After claiming the Big Ten regular-season and tournament championships, the Maryland men’s lacrosse team will enter the NCAA tournament as the No. 1 overall seed for the first time since 1987, the NCAA announced in a selection show Sunday night.

The Terps will host the winner of Quinnipiac/Hartford on Sunday at 12:30 p.m. at Maryland Stadium as coach John Tillman’s squad’s quest to return to the national championship begins. If Maryland prevails in the opening round, the squad will face the winner of the first-round match between No. 8-seed Syracuse and Albany.

“It will probably never get brought up in our locker room,” coach John Tillman said of his squad’s top ranking in a conference call Sunday night. “We’re not going to talk about it. We’re not going to hide from it. It is what it is.”

The Terps advanced to the national championship as a No. 6-seed last year, losing, 10-5, to No. 4-seed Denver. In Tillman’s first five years at the helm of the program, he’s led the Terps to four final four appearances, three of which ended in national championship defeats.

This year, the Terps tout a 13-game winning streak entering the final phase of the postseason. Maryland hasn’t lost a game since March 5, a 9-4 loss to then-No. 1 Notre Dame, who will be the No. 3 overall seed in the tournament.

Attackman Matt Rambo has paced the Terps with 52 points on 32 goals and 20 assists, including his 11-point performance in the team’s two outings in the Big Ten Tournament. Attackman Colin Heacock, who converted to attack in the Terps’ loss to the Fighting Irish, leads the team with a career-high 36 goals.

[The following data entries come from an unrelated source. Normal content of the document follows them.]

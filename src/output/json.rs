use super::fields::{FieldSet, Record};

pub fn render_json(records: &[Record], fields: &FieldSet) -> serde_json::Result<String> {
    let projected: Vec<_> = records.iter().map(|r| r.project(fields)).collect();
    serde_json::to_string_pretty(&projected)
}
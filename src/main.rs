use anyhow::{bail, Result};
use clap::{Args, Parser, Subcommand};
use soter::{
    checker::{CheckScope, LocalChecker, VulnerabilityDatabase},
    config::Config,
    layout::is_wordpress_root,
    model::PackageType,
    output::{OutputFormat, Rendered},
    progress::BarReporter,
    CheckOptions, Orchestrator,
};
use std::path::{Path, PathBuf};
use std::process::ExitCode;
use std::str::FromStr;
use tracing::{debug, warn};

/// Exit codes; clap exits with 2 on usage errors by itself.
mod exit_codes {
    pub const SUCCESS: u8 = 0;
    pub const ERROR: u8 = 1;
}

#[derive(Parser)]
#[command(name = "soter")]
#[command(
    author,
    version,
    about = "Check WordPress plugins, themes and core for known vulnerabilities"
)]
struct Cli {
    /// WordPress root directory [default: current directory]
    #[arg(long, global = true)]
    path: Option<PathBuf>,

    /// Vulnerability database JSON file
    #[arg(long, global = true)]
    database: Option<PathBuf>,

    /// Show debug logging on stderr
    #[arg(short, long, global = true)]
    verbose: bool,

    #[command(subcommand)]
    command: Commands,
}

#[derive(Args)]
struct OutputArgs {
    /// Output format (table, csv, json, yaml, ids, count)
    #[arg(short, long)]
    format: Option<String>,

    /// Comma separated fields to display
    #[arg(long)]
    fields: Option<String>,
}

#[derive(Subcommand)]
enum Commands {
    /// Check a single plugin
    CheckPlugin {
        slug: String,

        /// Version to check [default: installed version]
        version: Option<String>,

        #[command(flatten)]
        output: OutputArgs,
    },

    /// Check every installed plugin
    CheckPlugins {
        /// Comma separated plugin slugs to skip
        #[arg(long)]
        ignore: Option<String>,

        #[command(flatten)]
        output: OutputArgs,
    },

    /// Check a single theme
    CheckTheme {
        slug: String,

        /// Version to check [default: installed version]
        version: Option<String>,

        #[command(flatten)]
        output: OutputArgs,
    },

    /// Check every installed theme
    CheckThemes {
        /// Comma separated theme slugs to skip
        #[arg(long)]
        ignore: Option<String>,

        #[command(flatten)]
        output: OutputArgs,
    },

    /// Check a WordPress core release
    #[command(visible_alias = "check-wp")]
    CheckWordpress {
        /// Release to check, e.g. 4.7.4
        version: String,

        #[command(flatten)]
        output: OutputArgs,
    },

    /// Check the installed WordPress core
    CheckWordpresses {
        /// Comma separated core slugs to skip, e.g. 474
        #[arg(long)]
        ignore: Option<String>,

        #[command(flatten)]
        output: OutputArgs,
    },

    /// Check all plugins, all themes and the core
    CheckSite {
        /// Comma separated slugs to skip
        #[arg(long)]
        ignore: Option<String>,

        #[command(flatten)]
        output: OutputArgs,
    },

    /// Show or create config file
    Config {
        /// Generate default config file
        #[arg(long)]
        init: bool,

        /// Show config file path
        #[arg(long = "show-path")]
        show_path: bool,
    },
}

/// Where a check command goes once its options are parsed.
enum Target {
    Plugin(String, Option<String>),
    Theme(String, Option<String>),
    Wordpress(String),
    Batch(PackageType),
    Site,
}

impl Target {
    fn scope(&self) -> Option<CheckScope> {
        match self {
            Target::Batch(package_type) => Some(CheckScope::from(*package_type)),
            Target::Site => Some(CheckScope::Site),
            _ => None,
        }
    }

    /// Whether the command reads anything from the install itself.
    fn needs_install(&self) -> bool {
        match self {
            Target::Plugin(_, version) | Target::Theme(_, version) => version.is_none(),
            Target::Wordpress(_) => false,
            Target::Batch(_) | Target::Site => true,
        }
    }
}

fn main() -> ExitCode {
    match run() {
        Ok(code) => ExitCode::from(code),
        Err(e) => {
            eprintln!("Error: {}", e);
            ExitCode::from(exit_codes::ERROR)
        }
    }
}

fn run() -> Result<u8> {
    let cli = Cli::parse();
    init_tracing(cli.verbose);
    let config = Config::load().unwrap_or_else(|e| {
        warn!("Ignoring config file: {:#}", e);
        Config::default()
    });

    let (target, output, ignore) = match cli.command {
        Commands::Config { init, show_path } => {
            handle_config(init, show_path)?;
            return Ok(exit_codes::SUCCESS);
        }
        Commands::CheckPlugin {
            slug,
            version,
            output,
        } => (Target::Plugin(slug, version), output, None),
        Commands::CheckTheme {
            slug,
            version,
            output,
        } => (Target::Theme(slug, version), output, None),
        Commands::CheckWordpress { version, output } => (Target::Wordpress(version), output, None),
        Commands::CheckPlugins { ignore, output } => {
            (Target::Batch(PackageType::Plugin), output, ignore)
        }
        Commands::CheckThemes { ignore, output } => {
            (Target::Batch(PackageType::Theme), output, ignore)
        }
        Commands::CheckWordpresses { ignore, output } => {
            (Target::Batch(PackageType::Wordpress), output, ignore)
        }
        Commands::CheckSite { ignore, output } => (Target::Site, output, ignore),
    };

    // Options are validated before anything touches the install or database
    let format = output.format.unwrap_or(config.default_format.clone());
    let format = OutputFormat::from_str(&format).map_err(|e| anyhow::anyhow!(e))?;
    let fields = output.fields.unwrap_or(config.default_fields.clone());
    let mut options = CheckOptions::parse(format, Some(fields.as_str()), ignore.as_deref())?;
    if let Some(scope) = target.scope() {
        options = options.with_ignored(config.ignore.for_scope(scope));
    }

    let root = cli
        .path
        .or(config.wordpress_path.clone())
        .unwrap_or_else(|| PathBuf::from("."));
    let database_path = match cli.database.or(config.database_path.clone()) {
        Some(path) => path,
        None => bail!(
            "No vulnerability database given. Use --database or set database_path in {}",
            Config::config_path().display()
        ),
    };

    if target.needs_install() && !is_wordpress_root(&root) {
        warn!(
            "{} does not look like a WordPress install; only explicit versions can be checked",
            root.display()
        );
    }

    let orchestrator = build_orchestrator(&root, &database_path)?;

    let rendered = match target {
        Target::Plugin(slug, version) => {
            orchestrator.check_plugin(&slug, version.as_deref(), &options)?
        }
        Target::Theme(slug, version) => {
            orchestrator.check_theme(&slug, version.as_deref(), &options)?
        }
        Target::Wordpress(version) => orchestrator.check_wordpress(&version, &options)?,
        Target::Batch(package_type) => orchestrator.check_batch(package_type, &options)?,
        Target::Site => orchestrator.check_site(&options)?,
    };

    match rendered {
        Rendered::Data(text) => println!("{}", text),
        Rendered::Success(message) => println!("Success: {}", message),
    }

    Ok(exit_codes::SUCCESS)
}

fn build_orchestrator(root: &Path, database_path: &Path) -> Result<Orchestrator<LocalChecker>> {
    let database = VulnerabilityDatabase::load(database_path)?;
    debug!(
        path = %database_path.display(),
        entries = database.len(),
        "Loaded vulnerability database"
    );

    let checker = LocalChecker::from_install(root, database)?;
    debug!(
        root = %root.display(),
        installed = checker.installed().len(),
        "Scanned WordPress install"
    );

    Ok(Orchestrator::new(checker, Box::new(BarReporter::new())))
}

fn init_tracing(verbose: bool) {
    use std::io::IsTerminal;
    use tracing_subscriber::EnvFilter;

    let level = if verbose { "debug" } else { "warn" };
    let filter = EnvFilter::try_from_default_env().unwrap_or_else(|_| EnvFilter::new(level));

    tracing_subscriber::fmt()
        .with_env_filter(filter)
        .with_writer(std::io::stderr)
        .with_ansi(std::io::stderr().is_terminal())
        .with_target(false)
        .init();
}

fn handle_config(init: bool, show_path: bool) -> Result<()> {
    let config_path = Config::config_path();

    if show_path {
        println!("{}", config_path.display());
        return Ok(());
    }

    if init {
        if config_path.exists() {
            println!("Config file already exists at: {}", config_path.display());
            return Ok(());
        }

        let config = Config::default();
        config.save()?;
        println!("Created config file at: {}", config_path.display());
        println!();
        println!("Default configuration:");
        println!("{}", Config::generate_default_config());
        return Ok(());
    }

    // Show current config
    if config_path.exists() {
        let content = std::fs::read_to_string(&config_path)?;
        println!("Config file: {}", config_path.display());
        println!();
        println!("{}", content);
    } else {
        println!("No config file found.");
        println!("Run 'soter config --init' to create one.");
        println!();
        println!("Config path: {}", config_path.display());
    }

    Ok(())
}
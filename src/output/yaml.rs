use super::fields::{FieldSet, Record};

pub fn render_yaml(records: &[Record], fields: &FieldSet) -> Result<String, serde_yaml_ng::Error> {
    let projected: Vec<_> = records.iter().map(|r| r.project(fields)).collect();
    serde_yaml_ng::to_string(&projected)
}
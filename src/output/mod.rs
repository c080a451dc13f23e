//! Result rendering.
//!
//! Every vulnerability is flattened into a [`Record`] holding exactly the
//! allow-listed [`Field`]s, converted to its human or machine form, then
//! handed to the renderer for the requested [`OutputFormat`].

mod csv;
mod fields;
mod json;
mod table;
mod yaml;

pub use csv::render_csv;
pub use fields::{Field, FieldSet, Projection, Record, Value, DEFAULT_FIELDS, NOT_FIXED, UNKNOWN};
pub use json::render_json;
pub use table::render_table;
pub use yaml::render_yaml;

use crate::error::CommandError;
use crate::model::VulnerabilityCollection;

/// Message shown instead of an empty table.
pub const NO_VULNERABILITIES: &str = "No vulnerabilities found.";

/// Output format for check results
#[derive(Debug, Clone, Copy, PartialEq, Eq)]
pub enum OutputFormat {
    /// Human-readable table format
    Table,
    /// Comma separated values with a header row
    Csv,
    /// JSON array of objects
    Json,
    /// YAML sequence of mappings
    Yaml,
    /// Space separated vulnerability IDs
    Ids,
    /// Number of vulnerabilities found
    Count,
}

impl OutputFormat {
    /// Whether `--fields` applies to this format.
    pub fn uses_fields(&self) -> bool {
        !matches!(self, OutputFormat::Ids | OutputFormat::Count)
    }

    /// Machine readable formats never get a progress bar.
    pub fn shows_progress(&self) -> bool {
        *self == OutputFormat::Table
    }

    pub fn as_str(&self) -> &'static str {
        match self {
            OutputFormat::Table => "table",
            OutputFormat::Csv => "csv",
            OutputFormat::Json => "json",
            OutputFormat::Yaml => "yaml",
            OutputFormat::Ids => "ids",
            OutputFormat::Count => "count",
        }
    }
}

impl std::str::FromStr for OutputFormat {
    type Err = String;

    fn from_str(s: &str) -> Result<Self, Self::Err> {
        match s.to_lowercase().as_str() {
            "table" => Ok(OutputFormat::Table),
            "csv" => Ok(OutputFormat::Csv),
            "json" => Ok(OutputFormat::Json),
            "yaml" | "yml" => Ok(OutputFormat::Yaml),
            "ids" => Ok(OutputFormat::Ids),
            "count" => Ok(OutputFormat::Count),
            _ => Err(format!(
                "Unknown format: {}. Use 'table', 'csv', 'json', 'yaml', 'ids', or 'count'",
                s
            )),
        }
    }
}

impl std::fmt::Display for OutputFormat {
    fn fmt(&self, f: &mut std::fmt::Formatter<'_>) -> std::fmt::Result {
        f.write_str(self.as_str())
    }
}

/// What a check produced for the shell.
#[derive(Debug, Clone, PartialEq, Eq)]
pub enum Rendered {
    /// Formatted results, written to stdout as-is.
    Data(String),
    /// A status message shown in place of an empty table.
    Success(String),
}

impl Rendered {
    pub fn as_str(&self) -> &str {
        match self {
            Rendered::Data(text) | Rendered::Success(text) => text,
        }
    }
}

pub fn render(
    vulnerabilities: &VulnerabilityCollection,
    format: OutputFormat,
    fields: &FieldSet,
) -> Result<Rendered, CommandError> {
    let render_error = |details: String| CommandError::Render { format, details };

    match format {
        OutputFormat::Count => Ok(Rendered::Data(vulnerabilities.len().to_string())),
        OutputFormat::Ids => Ok(Rendered::Data(render_ids(vulnerabilities))),
        OutputFormat::Table => {
            if vulnerabilities.is_empty() {
                return Ok(Rendered::Success(NO_VULNERABILITIES.to_string()));
            }
            let records = vulnerabilities.map(|v| Record::flatten(v).for_table());
            Ok(Rendered::Data(render_table(&records, fields)))
        }
        OutputFormat::Csv => {
            let records = vulnerabilities.map(|v| Record::flatten(v).for_machine());
            Ok(Rendered::Data(render_csv(&records, fields)))
        }
        OutputFormat::Json => {
            let records = vulnerabilities.map(|v| Record::flatten(v).for_machine());
            render_json(&records, fields)
                .map(Rendered::Data)
                .map_err(|e| render_error(e.to_string()))
        }
        OutputFormat::Yaml => {
            let records = vulnerabilities.map(|v| Record::flatten(v).for_machine());
            render_yaml(&records, fields)
                .map(Rendered::Data)
                .map_err(|e| render_error(e.to_string()))
        }
    }
}

/// IDs in collection order; a record without an ID counts as `0`.
fn render_ids(vulnerabilities: &VulnerabilityCollection) -> String {
    vulnerabilities
        .map(|v| v.id.unwrap_or(0).to_string())
        .join(" ")
}
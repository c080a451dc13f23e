//! Check orchestration.
//!
//! An [`Orchestrator`] wraps a [`CheckingService`] for one invocation. It
//! validates options, keeps the progress bar paired with the batch that
//! opened it, and hands the results to [`render`].

use crate::checker::{CheckScope, CheckingService, IgnoreList, ItemReport};
use crate::error::{CheckError, CommandError, FieldError};
use crate::model::{Package, PackageType};
use crate::output::{render, FieldSet, OutputFormat, Rendered};
use crate::progress::{Progress, ProgressReporter, SharedProgress};
use std::cell::Cell;
use std::rc::Rc;
use tracing::{debug, warn};

/// Validated per-command options.
#[derive(Debug, Clone, PartialEq, Eq)]
pub struct CheckOptions {
    pub format: OutputFormat,
    pub fields: FieldSet,
    pub ignore: IgnoreList,
}

impl CheckOptions {
    /// Builds options from raw command line values.
    ///
    /// `fields` is only validated for formats that display fields; `ids` and
    /// `count` accept anything.
    ///
    /// ```
    /// use soter::{CheckOptions, OutputFormat};
    ///
    /// let err = CheckOptions::parse(OutputFormat::Json, Some("foo,id,bar"), None).unwrap_err();
    /// assert_eq!(err.to_string(), "foo, bar are not valid fields");
    ///
    /// assert!(CheckOptions::parse(OutputFormat::Count, Some("foo"), None).is_ok());
    /// ```
    pub fn parse(
        format: OutputFormat,
        fields: Option<&str>,
        ignore: Option<&str>,
    ) -> Result<Self, FieldError> {
        let fields = match fields {
            Some(list) if format.uses_fields() => FieldSet::parse(list)?,
            _ => FieldSet::default(),
        };

        Ok(Self {
            format,
            fields,
            ignore: ignore.map(IgnoreList::parse).unwrap_or_default(),
        })
    }

    pub fn with_ignored<I, S>(mut self, slugs: I) -> Self
    where
        I: IntoIterator<Item = S>,
        S: Into<String>,
    {
        self.ignore.extend(slugs);
        self
    }
}

impl Default for CheckOptions {
    fn default() -> Self {
        Self {
            format: OutputFormat::Table,
            fields: FieldSet::default(),
            ignore: IgnoreList::new(),
        }
    }
}

pub struct Orchestrator<S: CheckingService> {
    service: S,
    progress: SharedProgress,
    in_batch: Rc<Cell<bool>>,
}

impl<S: CheckingService> Orchestrator<S> {
    pub fn new(service: S, reporter: Box<dyn ProgressReporter>) -> Self {
        Self::with_progress(service, Progress::shared(reporter))
    }

    /// Uses an existing progress handle, which may be shared with other
    /// orchestrators.
    pub fn with_progress(mut service: S, progress: SharedProgress) -> Self {
        let ticker = Rc::clone(&progress);
        service.register_post_check_callback(Box::new(move |_: &ItemReport<'_>| {
            // A closed bar ignores ticks, so single checks pass straight through.
            ticker.borrow_mut().tick();
        }));
        let in_batch = Rc::new(Cell::new(false));
        let batch_flag = Rc::clone(&in_batch);
        service.register_post_check_callback(Box::new(move |report: &ItemReport<'_>| {
            log_item(report, batch_flag.get())
        }));

        Self {
            service,
            progress,
            in_batch,
        }
    }

    pub fn service(&self) -> &S {
        &self.service
    }

    pub fn progress(&self) -> &SharedProgress {
        &self.progress
    }

    pub fn check_single(
        &self,
        package: &Package,
        options: &CheckOptions,
    ) -> Result<Rendered, CommandError> {
        if package.slug.trim().is_empty() {
            return Err(CheckError::EmptySlug {
                package_type: package.package_type,
            }
            .into());
        }

        debug!(
            package_type = package.package_type.as_str(),
            slug = %package.slug,
            version = package.version.as_deref().unwrap_or("installed"),
            "Checking package"
        );
        let vulnerabilities = self.service.check_package(package)?;
        render(&vulnerabilities, options.format, &options.fields)
    }

    pub fn check_plugin(
        &self,
        slug: &str,
        version: Option<&str>,
        options: &CheckOptions,
    ) -> Result<Rendered, CommandError> {
        let package = Package::plugin(slug).with_optional_version(version.map(str::to_string));
        self.check_single(&package, options)
    }

    pub fn check_theme(
        &self,
        slug: &str,
        version: Option<&str>,
        options: &CheckOptions,
    ) -> Result<Rendered, CommandError> {
        let package = Package::theme(slug).with_optional_version(version.map(str::to_string));
        self.check_single(&package, options)
    }

    /// Checks a core release; the slug is derived from `version`.
    pub fn check_wordpress(
        &self,
        version: &str,
        options: &CheckOptions,
    ) -> Result<Rendered, CommandError> {
        self.check_single(&Package::wordpress(version), options)
    }

    /// Checks every installed package of one class.
    pub fn check_batch(
        &self,
        package_type: PackageType,
        options: &CheckOptions,
    ) -> Result<Rendered, CommandError> {
        self.run_batch(CheckScope::from(package_type), options)
    }

    /// Checks all plugins, all themes and the core.
    pub fn check_site(&self, options: &CheckOptions) -> Result<Rendered, CommandError> {
        self.run_batch(CheckScope::Site, options)
    }

    fn run_batch(
        &self,
        scope: CheckScope,
        options: &CheckOptions,
    ) -> Result<Rendered, CommandError> {
        let total = self.service.count(scope, &options.ignore)?;
        debug!(
            scope = scope.as_str(),
            total,
            ignored = options.ignore.len(),
            "Starting batch check"
        );

        let opened = options.format.shows_progress();
        if opened {
            self.progress.borrow_mut().open(total as u64)?;
        }

        self.in_batch.set(true);
        let result = self.service.check_scope(scope, &options.ignore);
        self.in_batch.set(false);

        if opened {
            self.progress.borrow_mut().finish();
        }

        let vulnerabilities = result?;
        render(&vulnerabilities, options.format, &options.fields)
    }
}

/// Per-item failures are only warned about inside a batch, which carries on
/// without them. A failed single check is returned to the caller instead.
fn log_item(report: &ItemReport<'_>, in_batch: bool) {
    let package = report.package;
    match report.outcome {
        Ok(found) => debug!(
            package_type = package.package_type.as_str(),
            slug = %package.slug,
            found = found.len(),
            "Checked package"
        ),
        Err(e) if !in_batch => debug!(
            package_type = package.package_type.as_str(),
            slug = %package.slug,
            error = %e,
            "Check failed"
        ),
        Err(e) => warn!(
            "Skipping {} '{}': {}",
            package.package_type.as_str(),
            package.slug,
            e
        ),
    }
}
use super::headers::{header_value, read_head};
use crate::layout::themes_dir;
use crate::model::{Package, PackageType};
use anyhow::{Context, Result};
use std::fs;
use std::path::{Path, PathBuf};

pub struct ThemeScanner {
    root: PathBuf,
}

impl ThemeScanner {
    pub fn new(root: &Path) -> Self {
        Self {
            root: root.to_path_buf(),
        }
    }
}

impl super::Scanner for ThemeScanner {
    fn name(&self) -> &'static str {
        "WordPress Themes"
    }

    fn package_type(&self) -> PackageType {
        PackageType::Theme
    }

    fn scan(&self) -> Result<Vec<Package>> {
        let themes_dir = match themes_dir(&self.root) {
            Some(dir) => dir,
            None => return Ok(Vec::new()),
        };

        let mut entries: Vec<_> = fs::read_dir(&themes_dir)
            .with_context(|| format!("Failed to read themes directory: {:?}", themes_dir))?
            .flatten()
            .filter(|entry| entry.path().is_dir())
            .collect();
        entries.sort_by_key(|entry| entry.file_name());

        let mut packages = Vec::new();

        for entry in entries {
            let stylesheet = entry.path().join("style.css");
            if !stylesheet.is_file() {
                continue;
            }

            let content = read_head(&stylesheet)?;
            if header_value(&content, "Theme Name").is_none() {
                continue;
            }

            let slug = entry.file_name().to_string_lossy().to_string();
            let version = header_value(&content, "Version");
            packages.push(Package::theme(slug).with_optional_version(version));
        }

        Ok(packages)
    }
}
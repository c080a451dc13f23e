use crate::layout::core_version_file;
use crate::model::{Package, PackageType};
use anyhow::{bail, Context, Result};
use std::fs;
use std::path::{Path, PathBuf};

pub struct CoreScanner {
    root: PathBuf,
}

impl CoreScanner {
    pub fn new(root: &Path) -> Self {
        Self {
            root: root.to_path_buf(),
        }
    }
}

impl super::Scanner for CoreScanner {
    fn name(&self) -> &'static str {
        "WordPress Core"
    }

    fn package_type(&self) -> PackageType {
        PackageType::Wordpress
    }

    fn scan(&self) -> Result<Vec<Package>> {
        let version_file = match core_version_file(&self.root) {
            Some(path) => path,
            None => return Ok(Vec::new()),
        };

        let content = fs::read_to_string(&version_file)
            .with_context(|| format!("Failed to read {:?}", version_file))?;

        match parse_wp_version(&content) {
            Some(version) => Ok(vec![Package::wordpress(version)]),
            None => bail!("No $wp_version found in {:?}", version_file),
        }
    }
}

/// Pulls the quoted value out of `$wp_version = '4.7.4';`.
fn parse_wp_version(content: &str) -> Option<String> {
    content.lines().find_map(|line| {
        let rest = line.trim().strip_prefix("$wp_version")?;
        let rest = rest.trim_start().strip_prefix('=')?.trim_start();
        let quote = rest.chars().next().filter(|c| *c == '\'' || *c == '"')?;
        let value = &rest[1..];
        let end = value.find(quote)?;
        Some(value[..end].to_string()).filter(|v| !v.is_empty())
    })
}
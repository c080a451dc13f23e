use serde::{Deserialize, Serialize};

#[derive(Debug, Clone, Copy, PartialEq, Eq, Hash, Serialize, Deserialize)]
#[serde(rename_all = "lowercase")]
pub enum PackageType {
    Plugin,
    Theme,
    Wordpress,
}

impl PackageType {
    pub fn as_str(&self) -> &'static str {
        match self {
            PackageType::Plugin => "plugin",
            PackageType::Theme => "theme",
            PackageType::Wordpress => "wordpress",
        }
    }

    pub fn display_name(&self) -> &'static str {
        match self {
            PackageType::Plugin => "Plugin",
            PackageType::Theme => "Theme",
            PackageType::Wordpress => "WordPress",
        }
    }
}

impl std::fmt::Display for PackageType {
    fn fmt(&self, f: &mut std::fmt::Formatter<'_>) -> std::fmt::Result {
        write!(f, "{}", self.display_name())
    }
}

/// A single checkable unit.
///
/// `version` is `None` when the caller wants whatever is currently installed.
/// WordPress core packages always carry a version, and their slug is derived
/// from it with [`core_slug`].
#[derive(Debug, Clone, PartialEq, Eq, Hash, Serialize, Deserialize)]
pub struct Package {
    pub package_type: PackageType,
    pub slug: String,
    #[serde(skip_serializing_if = "Option::is_none")]
    pub version: Option<String>,
}

impl Package {
    pub fn new(package_type: PackageType, slug: impl Into<String>) -> Self {
        Self {
            package_type,
            slug: slug.into(),
            version: None,
        }
    }

    pub fn plugin(slug: impl Into<String>) -> Self {
        Self::new(PackageType::Plugin, slug)
    }

    pub fn theme(slug: impl Into<String>) -> Self {
        Self::new(PackageType::Theme, slug)
    }

    pub fn wordpress(version: impl Into<String>) -> Self {
        let version = version.into();
        Self {
            package_type: PackageType::Wordpress,
            slug: core_slug(&version),
            version: Some(version),
        }
    }

    pub fn with_version(mut self, version: impl Into<String>) -> Self {
        self.version = Some(version.into());
        self
    }

    pub fn with_optional_version(mut self, version: Option<String>) -> Self {
        self.version = version;
        self
    }
}

/// Derives a WordPress core slug by dropping every non-numeric character.
///
/// ```
/// assert_eq!(soter::core_slug("4.7.4"), "474");
/// assert_eq!(soter::core_slug("5.0"), "50");
/// ```
pub fn core_slug(version: &str) -> String {
    version.chars().filter(|c| c.is_ascii_digit()).collect()
}

#[cfg(test)]
mod tests {
    use super::*;

    #[test]
    fn test_core_slug_strips_dots() {
        assert_eq!(core_slug("4.7.4"), "474");
        assert_eq!(core_slug("5.0"), "50");
    }

    #[test]
    fn test_core_slug_strips_prerelease_text() {
        assert_eq!(core_slug("6.5-RC1"), "651");
        assert_eq!(core_slug("beta"), "");
    }

    #[test]
    fn test_wordpress_package() {
        let package = Package::wordpress("4.7.4");
        assert_eq!(package.package_type, PackageType::Wordpress);
        assert_eq!(package.slug, "474");
        assert_eq!(package.version.as_deref(), Some("4.7.4"));
    }

    #[test]
    fn test_plugin_without_version() {
        let package = Package::plugin("akismet");
        assert_eq!(package.package_type, PackageType::Plugin);
        assert_eq!(package.slug, "akismet");
        assert!(package.version.is_none());
    }

    #[test]
    fn test_with_optional_version() {
        let package = Package::theme("twentyten").with_optional_version(Some("2.1".to_string()));
        assert_eq!(package.version.as_deref(), Some("2.1"));

        let package = Package::theme("twentyten").with_optional_version(None);
        assert!(package.version.is_none());
    }

    #[test]
    fn test_package_type_names() {
        assert_eq!(PackageType::Plugin.as_str(), "plugin");
        assert_eq!(PackageType::Wordpress.to_string(), "WordPress");
    }
}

Maryland is also tied for the eighth-ranked scoring defense in the nation, limiting opponents to an average of 7.88 goals this season. Defender Matt Dunn and goalkeeper Kyle Bernlohr, the latter of whom was a 2015 first-team All American, anchor the backline entering the final postseason of their careers.

Despite clinching the conference’s regular-season and tournament titles in the same season for the third time in program history, Tillman said his squad has room to improve.

In the past three games — with faceoff specialist Austin Henningsen working his way back from a leg injury — the Terps have struggled at the X. The team went 5-for-22 on faceoffs in the regular-season finale against Johns Hopkins. In the conference tournament, the team won a combined 23 of 53 draws.

Tillman also wasn’t pleased his team allowed Rutgers to score five goals in the first half of Saturday evening’s championship.

“For us, we take so much pride in not giving up double-digit goals,” Tillman said. “There are some things that we definitely need to work on to try to get to where we want to get to.”

The Terps will find out Wednesday whether they’ll face Quinnipiac, which earned an automatic berth as MAAC champions, or Hartford, which won the America East crown, after the two teams meet in the preliminary round match.

“Regardless of the ranking we have, we’re going to embrace it and own it and then just try to be the best we can on Sunday,” Tillman said. “We’re really excited to get into Maryland Stadium one more time and certainly blessed to have another week together.”